▸ **Exercise objective**
Pull every line of the entries that has the word "String".

+ + + +

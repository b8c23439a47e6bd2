use std::path::PathBuf;

use thiserror::Error;

#[derive(Debug, Error)]
pub enum StorageError {
    #[error("storage is unavailable")]
    Unavailable,
    #[error("could not encode value for `{key}`: {source}")]
    Encode {
        key: String,
        #[source]
        source: serde_json::Error,
    },
    #[error("failed to write {path}: {source}")]
    Io {
        path: PathBuf,
        #[source]
        source: std::io::Error,
    },
}

#[derive(Debug, Error, Clone, PartialEq, Eq)]
pub enum ClipboardError {
    #[error("clipboard is unavailable")]
    Unavailable,
    #[error("clipboard access was denied")]
    PermissionDenied,
    #[error("clipboard holds no text")]
    Empty,
    #[error("clipboard backend failed: {0}")]
    Backend(String),
}

#[derive(Debug, Error, Clone, PartialEq, Eq)]
pub enum GeoError {
    #[error("geolocation is not supported")]
    Unsupported,
    #[error("geolocation permission denied")]
    PermissionDenied,
    #[error("position unavailable: {0}")]
    PositionUnavailable(String),
    #[error("position request timed out")]
    Timeout,
}

#[derive(Debug, Error, Clone, PartialEq, Eq)]
pub enum MediaQueryError {
    #[error("empty media query")]
    Empty,
    #[error("unknown media feature `{0}`")]
    UnknownFeature(String),
    #[error("bad value `{value}` for `{feature}`")]
    BadValue { feature: String, value: String },
    #[error("malformed media query near `{0}`")]
    Syntax(String),
}
use std::cell::Cell;
use std::rc::Rc;

use web_time::{Duration, Instant};

/// Source of "now" for a [`Runtime`](crate::Runtime).
pub trait Clock: 'static {
    fn now(&self) -> Instant;
}

pub struct SystemClock;
impl Clock for SystemClock {
    fn now(&self) -> Instant {
        Instant::now()
    }
}

/// A clock you can drive deterministically. Clones share the same time.
#[derive(Clone)]
pub struct TestClock {
    t: Rc<Cell<Instant>>,
}

impl Default for TestClock {
    fn default() -> Self {
        Self::new()
    }
}

impl TestClock {
    pub fn new() -> Self {
        Self::at(Instant::now())
    }

    pub fn at(t: Instant) -> Self {
        Self {
            t: Rc::new(Cell::new(t)),
        }
    }

    pub fn advance(&self, by: Duration) {
        self.t.set(self.t.get() + by);
    }

    pub fn set(&self, t: Instant) {
        self.t.set(t);
    }
}

impl Clock for TestClock {
    fn now(&self) -> Instant {
        self.t.get()
    }
}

+ + + +

▸ **Response to this exercise**
        key: String,
    Backend(String),
    PositionUnavailable(String),
    UnknownFeature(String),
    BadValue { feature: String, value: String },
    Syntax(String),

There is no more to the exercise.